=== Section Start ===

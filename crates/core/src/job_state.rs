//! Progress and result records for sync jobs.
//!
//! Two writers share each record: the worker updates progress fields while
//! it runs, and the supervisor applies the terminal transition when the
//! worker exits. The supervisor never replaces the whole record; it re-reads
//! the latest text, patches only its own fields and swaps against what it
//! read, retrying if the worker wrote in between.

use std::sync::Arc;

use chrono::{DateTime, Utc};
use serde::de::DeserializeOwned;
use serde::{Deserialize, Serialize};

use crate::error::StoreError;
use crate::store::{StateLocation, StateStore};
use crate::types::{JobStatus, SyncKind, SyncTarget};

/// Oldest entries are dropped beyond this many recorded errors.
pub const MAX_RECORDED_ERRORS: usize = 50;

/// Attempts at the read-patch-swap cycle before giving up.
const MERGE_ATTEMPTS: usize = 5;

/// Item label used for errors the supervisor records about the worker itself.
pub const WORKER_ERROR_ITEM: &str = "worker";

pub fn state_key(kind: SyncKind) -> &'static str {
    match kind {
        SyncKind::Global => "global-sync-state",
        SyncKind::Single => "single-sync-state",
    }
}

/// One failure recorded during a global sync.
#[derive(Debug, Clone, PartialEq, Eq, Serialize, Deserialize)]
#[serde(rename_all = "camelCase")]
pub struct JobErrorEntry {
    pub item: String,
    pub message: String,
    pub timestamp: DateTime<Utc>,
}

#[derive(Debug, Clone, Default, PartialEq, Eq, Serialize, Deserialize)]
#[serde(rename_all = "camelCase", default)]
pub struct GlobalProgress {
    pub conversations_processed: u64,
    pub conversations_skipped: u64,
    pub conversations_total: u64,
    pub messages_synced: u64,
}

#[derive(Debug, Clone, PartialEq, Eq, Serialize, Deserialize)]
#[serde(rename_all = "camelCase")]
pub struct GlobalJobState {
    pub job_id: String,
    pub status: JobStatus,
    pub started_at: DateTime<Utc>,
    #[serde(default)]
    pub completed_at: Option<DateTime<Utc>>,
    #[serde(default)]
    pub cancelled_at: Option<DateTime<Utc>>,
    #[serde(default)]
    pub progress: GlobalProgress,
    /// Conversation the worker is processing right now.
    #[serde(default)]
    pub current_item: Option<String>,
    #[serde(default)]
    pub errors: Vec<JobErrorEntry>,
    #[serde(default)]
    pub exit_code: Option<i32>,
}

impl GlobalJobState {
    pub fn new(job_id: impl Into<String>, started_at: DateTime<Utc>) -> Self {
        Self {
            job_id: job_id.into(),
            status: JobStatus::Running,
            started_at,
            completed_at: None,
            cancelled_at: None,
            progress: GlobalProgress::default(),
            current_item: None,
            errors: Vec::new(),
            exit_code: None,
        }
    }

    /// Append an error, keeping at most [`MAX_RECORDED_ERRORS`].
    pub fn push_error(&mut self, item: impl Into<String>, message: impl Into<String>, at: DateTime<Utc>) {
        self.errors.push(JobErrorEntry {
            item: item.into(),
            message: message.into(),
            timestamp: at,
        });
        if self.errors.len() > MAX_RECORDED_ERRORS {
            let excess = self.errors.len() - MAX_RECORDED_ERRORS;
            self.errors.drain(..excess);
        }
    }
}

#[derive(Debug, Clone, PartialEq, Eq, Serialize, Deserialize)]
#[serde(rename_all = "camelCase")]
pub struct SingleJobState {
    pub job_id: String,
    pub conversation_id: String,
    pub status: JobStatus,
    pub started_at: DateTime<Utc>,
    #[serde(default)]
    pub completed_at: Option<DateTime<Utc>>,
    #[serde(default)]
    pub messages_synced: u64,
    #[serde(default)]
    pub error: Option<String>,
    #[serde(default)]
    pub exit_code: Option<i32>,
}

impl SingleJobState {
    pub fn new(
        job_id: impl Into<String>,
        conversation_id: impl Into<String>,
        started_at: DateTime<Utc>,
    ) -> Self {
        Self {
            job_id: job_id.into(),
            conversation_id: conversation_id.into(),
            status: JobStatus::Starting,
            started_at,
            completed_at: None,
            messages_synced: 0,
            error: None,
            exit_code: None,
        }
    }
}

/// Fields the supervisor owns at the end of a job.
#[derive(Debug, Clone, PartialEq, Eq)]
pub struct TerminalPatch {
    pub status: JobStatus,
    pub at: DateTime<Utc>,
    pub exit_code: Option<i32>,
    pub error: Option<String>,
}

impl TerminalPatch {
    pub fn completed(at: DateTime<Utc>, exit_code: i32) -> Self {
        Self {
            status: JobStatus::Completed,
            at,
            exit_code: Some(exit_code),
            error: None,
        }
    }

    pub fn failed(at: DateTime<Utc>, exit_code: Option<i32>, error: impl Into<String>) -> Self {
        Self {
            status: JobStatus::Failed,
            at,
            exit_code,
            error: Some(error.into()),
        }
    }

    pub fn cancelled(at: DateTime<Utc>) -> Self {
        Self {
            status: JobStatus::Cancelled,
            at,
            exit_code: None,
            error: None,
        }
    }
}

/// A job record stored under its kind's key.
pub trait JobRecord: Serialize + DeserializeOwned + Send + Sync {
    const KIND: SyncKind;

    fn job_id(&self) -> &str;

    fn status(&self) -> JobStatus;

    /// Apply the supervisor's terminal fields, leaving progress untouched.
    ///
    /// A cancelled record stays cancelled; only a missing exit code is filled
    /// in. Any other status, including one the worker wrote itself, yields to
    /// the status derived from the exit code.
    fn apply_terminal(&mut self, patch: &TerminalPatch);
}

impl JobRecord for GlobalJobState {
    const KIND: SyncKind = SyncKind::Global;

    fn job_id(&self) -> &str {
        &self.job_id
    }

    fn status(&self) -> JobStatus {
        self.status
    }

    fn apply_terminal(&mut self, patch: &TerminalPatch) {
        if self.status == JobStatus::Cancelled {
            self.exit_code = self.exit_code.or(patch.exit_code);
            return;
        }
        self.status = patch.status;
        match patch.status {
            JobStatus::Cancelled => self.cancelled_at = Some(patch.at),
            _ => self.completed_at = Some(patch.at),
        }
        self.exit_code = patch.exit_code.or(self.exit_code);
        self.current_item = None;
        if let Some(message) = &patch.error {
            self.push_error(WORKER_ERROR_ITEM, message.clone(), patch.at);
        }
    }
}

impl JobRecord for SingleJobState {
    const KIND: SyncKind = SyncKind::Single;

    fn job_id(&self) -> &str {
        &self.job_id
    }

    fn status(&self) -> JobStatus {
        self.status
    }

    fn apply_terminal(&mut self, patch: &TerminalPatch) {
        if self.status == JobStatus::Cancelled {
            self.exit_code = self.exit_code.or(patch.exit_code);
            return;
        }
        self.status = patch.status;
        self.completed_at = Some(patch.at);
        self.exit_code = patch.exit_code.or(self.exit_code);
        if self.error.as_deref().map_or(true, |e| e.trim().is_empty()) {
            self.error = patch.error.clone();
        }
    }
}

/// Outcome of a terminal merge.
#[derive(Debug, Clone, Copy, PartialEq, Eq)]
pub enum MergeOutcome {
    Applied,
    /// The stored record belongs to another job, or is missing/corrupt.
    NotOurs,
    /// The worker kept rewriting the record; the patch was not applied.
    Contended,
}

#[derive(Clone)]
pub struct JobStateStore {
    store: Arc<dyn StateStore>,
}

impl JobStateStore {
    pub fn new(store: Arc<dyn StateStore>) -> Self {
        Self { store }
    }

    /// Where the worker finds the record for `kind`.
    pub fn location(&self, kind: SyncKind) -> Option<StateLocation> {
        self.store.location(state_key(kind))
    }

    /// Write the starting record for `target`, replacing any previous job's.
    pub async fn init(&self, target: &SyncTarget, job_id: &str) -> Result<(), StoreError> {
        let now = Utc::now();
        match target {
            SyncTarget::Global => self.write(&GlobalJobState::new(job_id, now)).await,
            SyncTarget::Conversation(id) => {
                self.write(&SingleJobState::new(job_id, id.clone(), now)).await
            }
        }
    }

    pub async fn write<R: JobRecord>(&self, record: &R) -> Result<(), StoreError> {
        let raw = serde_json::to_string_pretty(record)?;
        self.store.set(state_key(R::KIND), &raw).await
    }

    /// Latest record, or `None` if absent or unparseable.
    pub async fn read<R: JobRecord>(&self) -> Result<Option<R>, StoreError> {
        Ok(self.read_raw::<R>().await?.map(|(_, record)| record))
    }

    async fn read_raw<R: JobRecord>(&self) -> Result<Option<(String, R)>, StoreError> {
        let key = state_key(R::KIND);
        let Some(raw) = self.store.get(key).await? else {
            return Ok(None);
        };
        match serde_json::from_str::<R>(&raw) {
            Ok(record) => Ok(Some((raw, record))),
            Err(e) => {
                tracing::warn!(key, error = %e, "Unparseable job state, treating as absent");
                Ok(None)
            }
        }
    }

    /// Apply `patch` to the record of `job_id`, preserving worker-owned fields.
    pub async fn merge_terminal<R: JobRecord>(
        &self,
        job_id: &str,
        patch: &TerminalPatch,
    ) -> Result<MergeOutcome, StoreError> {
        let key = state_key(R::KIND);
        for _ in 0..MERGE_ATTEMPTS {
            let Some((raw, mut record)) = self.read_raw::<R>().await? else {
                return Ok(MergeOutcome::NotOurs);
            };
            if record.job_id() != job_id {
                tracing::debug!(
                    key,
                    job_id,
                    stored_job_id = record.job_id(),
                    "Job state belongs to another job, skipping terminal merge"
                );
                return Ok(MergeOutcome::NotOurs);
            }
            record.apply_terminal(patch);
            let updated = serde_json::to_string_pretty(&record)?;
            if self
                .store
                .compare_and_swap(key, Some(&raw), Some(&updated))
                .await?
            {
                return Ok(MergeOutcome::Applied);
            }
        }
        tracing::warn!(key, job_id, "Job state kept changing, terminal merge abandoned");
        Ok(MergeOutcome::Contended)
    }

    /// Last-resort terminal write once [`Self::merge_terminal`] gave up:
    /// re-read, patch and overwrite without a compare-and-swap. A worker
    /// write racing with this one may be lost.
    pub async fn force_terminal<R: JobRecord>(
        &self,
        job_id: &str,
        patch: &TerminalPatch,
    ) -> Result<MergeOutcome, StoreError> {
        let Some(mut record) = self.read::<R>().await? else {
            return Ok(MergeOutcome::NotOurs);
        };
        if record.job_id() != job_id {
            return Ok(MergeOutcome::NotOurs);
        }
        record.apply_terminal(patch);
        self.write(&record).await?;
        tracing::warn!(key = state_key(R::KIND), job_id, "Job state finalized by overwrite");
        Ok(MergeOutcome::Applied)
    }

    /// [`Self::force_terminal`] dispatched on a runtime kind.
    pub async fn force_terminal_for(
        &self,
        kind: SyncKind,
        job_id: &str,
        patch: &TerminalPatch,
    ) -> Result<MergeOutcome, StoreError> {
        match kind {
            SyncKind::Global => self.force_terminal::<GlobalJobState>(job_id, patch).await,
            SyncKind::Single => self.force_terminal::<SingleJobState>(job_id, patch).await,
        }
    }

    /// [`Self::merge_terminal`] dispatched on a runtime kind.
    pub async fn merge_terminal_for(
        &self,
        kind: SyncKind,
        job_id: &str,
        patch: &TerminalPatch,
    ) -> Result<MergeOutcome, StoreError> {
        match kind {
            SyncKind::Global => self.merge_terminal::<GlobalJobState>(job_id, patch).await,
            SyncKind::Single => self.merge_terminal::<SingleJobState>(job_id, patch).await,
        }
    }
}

=== Section End ===
=== Section Start ===

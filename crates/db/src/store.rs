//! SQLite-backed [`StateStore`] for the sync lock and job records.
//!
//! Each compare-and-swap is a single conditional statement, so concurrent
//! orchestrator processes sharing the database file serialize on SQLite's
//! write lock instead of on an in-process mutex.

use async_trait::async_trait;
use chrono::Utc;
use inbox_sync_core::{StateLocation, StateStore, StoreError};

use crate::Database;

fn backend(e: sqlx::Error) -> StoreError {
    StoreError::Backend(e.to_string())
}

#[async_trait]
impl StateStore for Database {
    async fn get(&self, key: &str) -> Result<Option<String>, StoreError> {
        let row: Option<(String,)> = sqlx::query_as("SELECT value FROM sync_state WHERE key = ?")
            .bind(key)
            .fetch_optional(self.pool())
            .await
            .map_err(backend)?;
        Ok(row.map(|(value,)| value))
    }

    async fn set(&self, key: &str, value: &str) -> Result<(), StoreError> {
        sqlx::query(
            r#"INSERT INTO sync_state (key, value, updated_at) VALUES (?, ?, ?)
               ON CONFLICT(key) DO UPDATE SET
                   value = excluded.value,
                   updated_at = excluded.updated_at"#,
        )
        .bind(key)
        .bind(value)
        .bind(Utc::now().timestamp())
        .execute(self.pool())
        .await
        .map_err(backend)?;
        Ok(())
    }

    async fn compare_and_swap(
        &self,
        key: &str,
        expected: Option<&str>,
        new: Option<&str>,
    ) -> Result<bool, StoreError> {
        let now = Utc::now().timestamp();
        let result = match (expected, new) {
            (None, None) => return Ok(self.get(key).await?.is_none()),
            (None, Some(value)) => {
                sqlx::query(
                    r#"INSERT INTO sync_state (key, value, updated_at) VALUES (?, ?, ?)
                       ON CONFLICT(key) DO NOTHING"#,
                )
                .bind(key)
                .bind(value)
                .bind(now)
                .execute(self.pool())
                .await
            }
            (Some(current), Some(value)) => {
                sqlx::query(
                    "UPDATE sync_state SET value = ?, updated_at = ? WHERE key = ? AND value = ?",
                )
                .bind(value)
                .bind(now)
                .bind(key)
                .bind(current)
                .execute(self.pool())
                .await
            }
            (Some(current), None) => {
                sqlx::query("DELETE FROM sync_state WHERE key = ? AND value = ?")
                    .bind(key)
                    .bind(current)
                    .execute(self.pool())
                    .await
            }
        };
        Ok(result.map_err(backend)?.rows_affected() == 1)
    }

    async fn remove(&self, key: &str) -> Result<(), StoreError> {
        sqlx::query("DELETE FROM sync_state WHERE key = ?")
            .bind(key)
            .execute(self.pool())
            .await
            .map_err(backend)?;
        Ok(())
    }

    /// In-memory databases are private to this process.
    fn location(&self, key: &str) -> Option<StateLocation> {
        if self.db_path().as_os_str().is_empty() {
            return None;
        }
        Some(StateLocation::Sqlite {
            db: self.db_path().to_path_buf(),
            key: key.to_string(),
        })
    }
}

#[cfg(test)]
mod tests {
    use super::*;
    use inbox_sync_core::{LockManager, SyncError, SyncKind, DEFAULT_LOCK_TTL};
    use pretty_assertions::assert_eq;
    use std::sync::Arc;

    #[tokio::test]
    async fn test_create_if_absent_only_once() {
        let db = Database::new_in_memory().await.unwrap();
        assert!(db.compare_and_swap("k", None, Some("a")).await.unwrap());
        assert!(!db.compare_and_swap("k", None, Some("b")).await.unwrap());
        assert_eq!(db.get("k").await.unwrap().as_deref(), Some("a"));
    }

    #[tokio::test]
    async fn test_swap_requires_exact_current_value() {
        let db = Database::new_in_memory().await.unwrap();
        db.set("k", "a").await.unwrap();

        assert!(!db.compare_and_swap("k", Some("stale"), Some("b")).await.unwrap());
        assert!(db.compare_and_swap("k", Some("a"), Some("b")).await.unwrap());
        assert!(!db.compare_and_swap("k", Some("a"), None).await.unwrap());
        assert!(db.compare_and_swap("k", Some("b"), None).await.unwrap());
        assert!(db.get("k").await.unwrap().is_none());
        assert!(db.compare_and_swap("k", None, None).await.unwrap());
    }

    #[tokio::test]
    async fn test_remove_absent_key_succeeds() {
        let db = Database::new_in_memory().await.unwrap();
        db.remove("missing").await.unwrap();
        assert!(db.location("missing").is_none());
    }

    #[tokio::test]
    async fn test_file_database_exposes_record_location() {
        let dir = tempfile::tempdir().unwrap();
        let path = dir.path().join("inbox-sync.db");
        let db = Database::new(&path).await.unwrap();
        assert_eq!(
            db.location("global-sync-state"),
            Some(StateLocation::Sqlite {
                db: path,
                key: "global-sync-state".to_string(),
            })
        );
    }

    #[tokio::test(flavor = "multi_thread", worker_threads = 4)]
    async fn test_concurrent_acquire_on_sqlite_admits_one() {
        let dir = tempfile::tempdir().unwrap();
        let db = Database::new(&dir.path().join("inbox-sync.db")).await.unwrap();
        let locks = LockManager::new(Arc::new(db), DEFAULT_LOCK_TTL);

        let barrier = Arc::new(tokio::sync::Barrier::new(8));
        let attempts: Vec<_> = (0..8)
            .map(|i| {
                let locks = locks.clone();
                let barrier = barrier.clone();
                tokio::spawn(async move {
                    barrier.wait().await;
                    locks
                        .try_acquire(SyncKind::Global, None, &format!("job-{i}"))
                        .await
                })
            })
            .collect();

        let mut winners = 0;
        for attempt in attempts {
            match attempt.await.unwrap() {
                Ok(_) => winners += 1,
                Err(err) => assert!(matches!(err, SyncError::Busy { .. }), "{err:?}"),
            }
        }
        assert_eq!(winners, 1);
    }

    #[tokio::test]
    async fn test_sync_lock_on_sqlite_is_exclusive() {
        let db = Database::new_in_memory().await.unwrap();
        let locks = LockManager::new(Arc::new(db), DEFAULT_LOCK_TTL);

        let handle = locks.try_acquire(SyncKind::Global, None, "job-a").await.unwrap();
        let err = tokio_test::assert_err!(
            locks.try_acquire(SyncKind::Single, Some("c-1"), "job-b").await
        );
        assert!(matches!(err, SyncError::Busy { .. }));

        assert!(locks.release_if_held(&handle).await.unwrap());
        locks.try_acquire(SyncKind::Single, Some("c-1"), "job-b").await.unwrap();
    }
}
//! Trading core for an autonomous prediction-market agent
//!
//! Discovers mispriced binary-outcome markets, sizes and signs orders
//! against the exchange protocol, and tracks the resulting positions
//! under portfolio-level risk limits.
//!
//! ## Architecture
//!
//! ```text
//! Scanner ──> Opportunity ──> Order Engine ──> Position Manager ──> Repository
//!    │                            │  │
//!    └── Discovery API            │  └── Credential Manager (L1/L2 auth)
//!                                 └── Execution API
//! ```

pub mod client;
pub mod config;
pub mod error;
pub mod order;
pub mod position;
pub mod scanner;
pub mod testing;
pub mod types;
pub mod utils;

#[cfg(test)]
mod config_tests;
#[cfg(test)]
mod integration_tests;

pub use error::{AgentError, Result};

=== Section End ===

Goal of the exercise >>
Present each line from the listing that holds the string "INSERT".

Solution >>
            r#"INSERT INTO sync_state (key, value, updated_at) VALUES (?, ?, ?)
                    r#"INSERT INTO sync_state (key, value, updated_at) VALUES (?, ?, ?)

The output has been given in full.